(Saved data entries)
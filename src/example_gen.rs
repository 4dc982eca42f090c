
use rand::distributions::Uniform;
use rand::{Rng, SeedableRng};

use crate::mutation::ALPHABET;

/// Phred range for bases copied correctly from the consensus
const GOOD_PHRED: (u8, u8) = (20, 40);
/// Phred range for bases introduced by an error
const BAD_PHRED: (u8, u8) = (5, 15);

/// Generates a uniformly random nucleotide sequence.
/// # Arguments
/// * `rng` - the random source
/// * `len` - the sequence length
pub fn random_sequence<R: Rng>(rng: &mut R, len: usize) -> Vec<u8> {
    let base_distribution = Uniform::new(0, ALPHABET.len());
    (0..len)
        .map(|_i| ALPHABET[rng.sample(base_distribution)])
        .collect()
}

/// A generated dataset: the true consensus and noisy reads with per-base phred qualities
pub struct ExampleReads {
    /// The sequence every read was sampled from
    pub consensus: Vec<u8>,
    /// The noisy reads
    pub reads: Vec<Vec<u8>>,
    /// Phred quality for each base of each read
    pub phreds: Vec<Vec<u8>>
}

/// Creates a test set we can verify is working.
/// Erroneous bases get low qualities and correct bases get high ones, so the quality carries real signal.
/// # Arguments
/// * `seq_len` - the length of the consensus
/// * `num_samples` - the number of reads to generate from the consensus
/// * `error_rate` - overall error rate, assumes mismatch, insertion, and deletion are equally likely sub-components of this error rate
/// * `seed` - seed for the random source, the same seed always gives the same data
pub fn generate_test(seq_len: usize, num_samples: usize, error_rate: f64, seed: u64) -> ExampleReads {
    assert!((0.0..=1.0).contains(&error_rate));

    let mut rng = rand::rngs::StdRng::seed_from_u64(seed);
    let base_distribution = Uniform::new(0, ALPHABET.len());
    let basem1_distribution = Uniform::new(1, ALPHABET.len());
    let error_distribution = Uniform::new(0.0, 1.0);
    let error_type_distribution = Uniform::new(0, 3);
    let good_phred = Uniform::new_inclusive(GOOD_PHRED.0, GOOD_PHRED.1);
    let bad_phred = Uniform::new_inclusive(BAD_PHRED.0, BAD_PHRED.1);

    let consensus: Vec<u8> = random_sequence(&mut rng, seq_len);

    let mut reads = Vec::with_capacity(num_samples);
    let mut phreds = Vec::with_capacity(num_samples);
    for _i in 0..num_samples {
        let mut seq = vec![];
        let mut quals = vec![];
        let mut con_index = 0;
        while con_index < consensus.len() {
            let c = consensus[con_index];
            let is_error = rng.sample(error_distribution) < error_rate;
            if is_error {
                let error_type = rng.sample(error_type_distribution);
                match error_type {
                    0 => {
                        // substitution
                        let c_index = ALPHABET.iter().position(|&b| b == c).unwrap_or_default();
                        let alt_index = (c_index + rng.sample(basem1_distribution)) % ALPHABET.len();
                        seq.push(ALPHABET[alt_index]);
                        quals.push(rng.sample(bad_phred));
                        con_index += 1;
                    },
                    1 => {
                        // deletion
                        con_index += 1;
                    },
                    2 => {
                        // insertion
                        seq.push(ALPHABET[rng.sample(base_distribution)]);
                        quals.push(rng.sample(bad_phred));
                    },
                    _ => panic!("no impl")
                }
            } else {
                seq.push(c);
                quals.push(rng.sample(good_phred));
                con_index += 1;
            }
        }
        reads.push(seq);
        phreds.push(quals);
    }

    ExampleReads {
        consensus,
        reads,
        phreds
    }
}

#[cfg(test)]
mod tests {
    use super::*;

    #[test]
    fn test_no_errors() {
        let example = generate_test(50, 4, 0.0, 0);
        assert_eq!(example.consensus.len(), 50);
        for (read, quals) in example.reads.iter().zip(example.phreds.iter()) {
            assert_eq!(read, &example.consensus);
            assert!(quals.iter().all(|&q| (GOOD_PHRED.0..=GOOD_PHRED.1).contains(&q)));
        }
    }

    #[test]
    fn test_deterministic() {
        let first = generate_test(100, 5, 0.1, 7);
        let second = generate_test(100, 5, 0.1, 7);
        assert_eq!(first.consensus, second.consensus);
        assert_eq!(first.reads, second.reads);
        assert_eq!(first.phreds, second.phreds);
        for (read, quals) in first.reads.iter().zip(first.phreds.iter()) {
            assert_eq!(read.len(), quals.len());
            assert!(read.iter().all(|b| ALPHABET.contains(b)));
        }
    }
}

* * *

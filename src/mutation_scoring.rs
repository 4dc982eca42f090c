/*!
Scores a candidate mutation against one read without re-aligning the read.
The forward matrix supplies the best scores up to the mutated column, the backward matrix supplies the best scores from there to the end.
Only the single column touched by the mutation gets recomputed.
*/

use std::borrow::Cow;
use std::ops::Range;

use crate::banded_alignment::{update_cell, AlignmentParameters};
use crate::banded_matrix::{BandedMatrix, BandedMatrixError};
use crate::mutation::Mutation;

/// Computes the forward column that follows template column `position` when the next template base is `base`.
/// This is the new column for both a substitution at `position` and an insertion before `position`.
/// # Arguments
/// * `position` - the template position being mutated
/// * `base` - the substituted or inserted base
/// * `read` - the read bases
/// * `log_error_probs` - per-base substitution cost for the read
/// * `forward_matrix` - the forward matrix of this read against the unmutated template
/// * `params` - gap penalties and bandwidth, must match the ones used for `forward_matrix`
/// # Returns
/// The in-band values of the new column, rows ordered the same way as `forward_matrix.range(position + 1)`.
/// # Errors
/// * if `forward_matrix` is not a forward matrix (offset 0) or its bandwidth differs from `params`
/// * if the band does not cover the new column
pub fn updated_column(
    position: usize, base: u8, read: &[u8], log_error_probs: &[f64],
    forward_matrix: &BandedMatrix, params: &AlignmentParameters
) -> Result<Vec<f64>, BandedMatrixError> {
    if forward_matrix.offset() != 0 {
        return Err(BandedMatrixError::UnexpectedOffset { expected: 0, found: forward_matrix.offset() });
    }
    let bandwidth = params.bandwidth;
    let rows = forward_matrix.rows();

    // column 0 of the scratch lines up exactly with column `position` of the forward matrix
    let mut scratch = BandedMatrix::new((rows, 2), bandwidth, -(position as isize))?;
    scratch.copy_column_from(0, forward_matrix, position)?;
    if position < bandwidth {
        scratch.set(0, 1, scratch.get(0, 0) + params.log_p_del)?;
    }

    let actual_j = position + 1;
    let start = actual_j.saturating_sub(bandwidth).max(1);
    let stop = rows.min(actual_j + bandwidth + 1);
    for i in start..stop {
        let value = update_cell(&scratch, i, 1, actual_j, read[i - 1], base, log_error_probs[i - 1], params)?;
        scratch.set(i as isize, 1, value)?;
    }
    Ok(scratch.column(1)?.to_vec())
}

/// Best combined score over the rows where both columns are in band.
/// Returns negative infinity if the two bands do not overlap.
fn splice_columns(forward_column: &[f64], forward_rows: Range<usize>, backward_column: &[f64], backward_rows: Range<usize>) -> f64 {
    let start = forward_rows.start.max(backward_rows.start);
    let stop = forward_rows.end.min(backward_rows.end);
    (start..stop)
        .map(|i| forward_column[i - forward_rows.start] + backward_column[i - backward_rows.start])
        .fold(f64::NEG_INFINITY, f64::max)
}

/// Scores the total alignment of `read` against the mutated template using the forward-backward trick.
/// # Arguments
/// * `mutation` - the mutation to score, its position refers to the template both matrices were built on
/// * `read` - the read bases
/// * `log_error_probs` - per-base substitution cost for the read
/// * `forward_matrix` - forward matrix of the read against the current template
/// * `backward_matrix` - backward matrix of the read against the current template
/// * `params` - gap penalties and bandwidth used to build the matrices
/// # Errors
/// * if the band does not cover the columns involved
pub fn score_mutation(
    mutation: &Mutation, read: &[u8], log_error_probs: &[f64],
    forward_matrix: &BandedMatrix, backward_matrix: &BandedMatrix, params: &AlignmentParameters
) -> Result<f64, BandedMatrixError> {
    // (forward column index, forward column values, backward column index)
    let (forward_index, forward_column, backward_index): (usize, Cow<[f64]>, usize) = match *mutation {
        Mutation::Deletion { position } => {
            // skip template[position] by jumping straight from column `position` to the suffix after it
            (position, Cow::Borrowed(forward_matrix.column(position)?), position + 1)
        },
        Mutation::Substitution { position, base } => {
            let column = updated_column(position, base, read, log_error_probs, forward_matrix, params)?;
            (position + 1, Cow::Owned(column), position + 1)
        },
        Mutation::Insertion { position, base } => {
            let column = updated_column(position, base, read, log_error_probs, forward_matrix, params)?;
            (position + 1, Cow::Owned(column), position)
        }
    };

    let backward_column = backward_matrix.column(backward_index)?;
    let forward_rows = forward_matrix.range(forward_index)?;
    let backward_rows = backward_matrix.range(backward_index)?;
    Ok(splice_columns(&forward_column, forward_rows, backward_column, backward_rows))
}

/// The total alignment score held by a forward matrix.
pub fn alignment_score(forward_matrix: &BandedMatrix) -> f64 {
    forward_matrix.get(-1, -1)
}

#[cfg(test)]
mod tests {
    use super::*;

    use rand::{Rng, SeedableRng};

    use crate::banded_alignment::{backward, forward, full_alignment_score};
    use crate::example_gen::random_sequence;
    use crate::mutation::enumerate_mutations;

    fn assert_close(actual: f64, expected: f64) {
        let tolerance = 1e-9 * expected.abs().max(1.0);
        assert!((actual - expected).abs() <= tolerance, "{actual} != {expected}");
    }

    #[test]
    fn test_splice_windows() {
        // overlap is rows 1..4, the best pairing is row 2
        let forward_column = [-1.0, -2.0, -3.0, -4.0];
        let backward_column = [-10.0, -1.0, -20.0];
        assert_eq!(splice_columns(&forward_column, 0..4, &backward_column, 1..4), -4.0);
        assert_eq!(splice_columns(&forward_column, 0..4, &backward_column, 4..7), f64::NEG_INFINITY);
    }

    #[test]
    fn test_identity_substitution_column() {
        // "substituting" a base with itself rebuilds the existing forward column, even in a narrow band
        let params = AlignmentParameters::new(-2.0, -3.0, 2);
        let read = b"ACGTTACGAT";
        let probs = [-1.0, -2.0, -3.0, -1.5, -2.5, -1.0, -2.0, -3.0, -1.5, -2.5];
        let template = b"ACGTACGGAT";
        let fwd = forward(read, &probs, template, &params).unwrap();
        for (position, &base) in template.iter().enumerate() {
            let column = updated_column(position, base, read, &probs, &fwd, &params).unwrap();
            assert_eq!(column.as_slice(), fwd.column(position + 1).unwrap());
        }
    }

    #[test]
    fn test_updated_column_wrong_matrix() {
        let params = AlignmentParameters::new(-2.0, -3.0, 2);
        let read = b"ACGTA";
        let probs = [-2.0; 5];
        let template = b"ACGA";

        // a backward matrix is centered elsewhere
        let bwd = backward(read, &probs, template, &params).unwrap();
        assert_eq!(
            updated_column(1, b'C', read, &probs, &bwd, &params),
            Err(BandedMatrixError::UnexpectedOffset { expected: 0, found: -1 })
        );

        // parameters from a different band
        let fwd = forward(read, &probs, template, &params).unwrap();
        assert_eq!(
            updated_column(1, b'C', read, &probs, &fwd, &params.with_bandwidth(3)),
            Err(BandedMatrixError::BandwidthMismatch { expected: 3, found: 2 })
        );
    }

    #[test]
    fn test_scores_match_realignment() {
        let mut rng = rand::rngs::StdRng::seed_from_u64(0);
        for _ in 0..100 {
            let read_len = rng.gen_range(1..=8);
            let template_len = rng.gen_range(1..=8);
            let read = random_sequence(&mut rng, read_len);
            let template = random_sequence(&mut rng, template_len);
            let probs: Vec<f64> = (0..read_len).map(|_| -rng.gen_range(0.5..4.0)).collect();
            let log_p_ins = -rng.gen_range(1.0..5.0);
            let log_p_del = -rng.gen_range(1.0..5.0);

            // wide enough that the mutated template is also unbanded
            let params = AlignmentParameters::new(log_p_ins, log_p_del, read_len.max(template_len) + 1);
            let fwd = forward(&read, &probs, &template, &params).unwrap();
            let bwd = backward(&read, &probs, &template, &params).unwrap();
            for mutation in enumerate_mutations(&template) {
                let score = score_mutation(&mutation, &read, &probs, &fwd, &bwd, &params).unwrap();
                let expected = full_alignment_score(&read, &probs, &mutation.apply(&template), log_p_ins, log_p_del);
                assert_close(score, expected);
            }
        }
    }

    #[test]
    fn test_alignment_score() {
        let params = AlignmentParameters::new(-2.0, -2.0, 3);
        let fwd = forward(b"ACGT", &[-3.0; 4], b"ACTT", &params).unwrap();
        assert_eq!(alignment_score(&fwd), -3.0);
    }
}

...

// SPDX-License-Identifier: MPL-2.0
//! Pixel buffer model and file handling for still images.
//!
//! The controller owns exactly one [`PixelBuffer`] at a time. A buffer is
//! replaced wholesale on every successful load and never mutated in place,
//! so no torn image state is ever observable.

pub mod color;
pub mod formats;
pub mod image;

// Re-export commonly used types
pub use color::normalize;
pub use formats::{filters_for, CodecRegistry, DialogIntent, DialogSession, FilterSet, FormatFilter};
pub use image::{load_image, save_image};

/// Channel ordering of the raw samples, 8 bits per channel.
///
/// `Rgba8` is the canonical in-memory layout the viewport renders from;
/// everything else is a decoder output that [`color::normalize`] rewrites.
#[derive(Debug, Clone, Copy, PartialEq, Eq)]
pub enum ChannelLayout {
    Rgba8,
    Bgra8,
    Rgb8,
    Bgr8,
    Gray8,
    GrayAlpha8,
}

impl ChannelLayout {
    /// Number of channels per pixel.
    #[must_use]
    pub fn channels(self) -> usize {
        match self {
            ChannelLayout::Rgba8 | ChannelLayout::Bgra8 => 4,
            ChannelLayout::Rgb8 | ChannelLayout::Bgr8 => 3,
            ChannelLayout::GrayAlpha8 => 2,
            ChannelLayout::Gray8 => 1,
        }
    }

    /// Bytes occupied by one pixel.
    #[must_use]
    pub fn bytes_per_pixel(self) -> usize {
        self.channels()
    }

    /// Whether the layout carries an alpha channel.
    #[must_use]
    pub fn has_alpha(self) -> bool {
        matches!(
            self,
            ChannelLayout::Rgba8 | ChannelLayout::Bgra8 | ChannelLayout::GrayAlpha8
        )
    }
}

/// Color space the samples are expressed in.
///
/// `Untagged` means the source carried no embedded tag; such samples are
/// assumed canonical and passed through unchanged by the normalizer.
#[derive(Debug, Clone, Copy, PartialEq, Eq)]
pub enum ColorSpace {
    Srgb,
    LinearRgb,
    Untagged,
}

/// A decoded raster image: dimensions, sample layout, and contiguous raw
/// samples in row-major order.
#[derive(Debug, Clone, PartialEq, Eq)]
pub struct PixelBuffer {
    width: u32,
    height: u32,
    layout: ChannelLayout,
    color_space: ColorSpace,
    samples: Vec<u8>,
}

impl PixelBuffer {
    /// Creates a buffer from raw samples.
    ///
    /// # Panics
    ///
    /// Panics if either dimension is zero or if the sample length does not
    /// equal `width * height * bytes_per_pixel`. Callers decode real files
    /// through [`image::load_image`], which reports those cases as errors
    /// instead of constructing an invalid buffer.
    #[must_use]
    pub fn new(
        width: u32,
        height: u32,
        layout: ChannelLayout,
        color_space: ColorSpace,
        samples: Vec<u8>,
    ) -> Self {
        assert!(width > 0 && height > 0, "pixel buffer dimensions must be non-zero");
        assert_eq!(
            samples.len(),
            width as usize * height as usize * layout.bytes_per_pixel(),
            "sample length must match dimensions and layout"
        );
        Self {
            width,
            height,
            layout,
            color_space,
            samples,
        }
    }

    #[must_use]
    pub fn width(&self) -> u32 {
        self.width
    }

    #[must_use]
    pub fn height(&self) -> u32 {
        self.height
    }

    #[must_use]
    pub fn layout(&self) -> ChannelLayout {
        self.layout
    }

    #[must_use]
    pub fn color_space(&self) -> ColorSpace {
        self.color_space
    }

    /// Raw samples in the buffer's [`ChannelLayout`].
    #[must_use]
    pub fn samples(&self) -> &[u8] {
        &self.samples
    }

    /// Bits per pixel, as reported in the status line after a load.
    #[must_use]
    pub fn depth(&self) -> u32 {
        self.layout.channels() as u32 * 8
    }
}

> Exercise directions
Only the lines above from the one with "filename src/example_gen.rs" through the one with "correctly from the consensus" should be duplicated, character for character.

> Output for this exercise
filename src/example_gen.rs
repository 4dc982eca42f090c

use rand::distributions::Uniform;
use rand::{Rng, SeedableRng};

use crate::mutation::ALPHABET;

/// Phred range for bases copied correctly from the consensus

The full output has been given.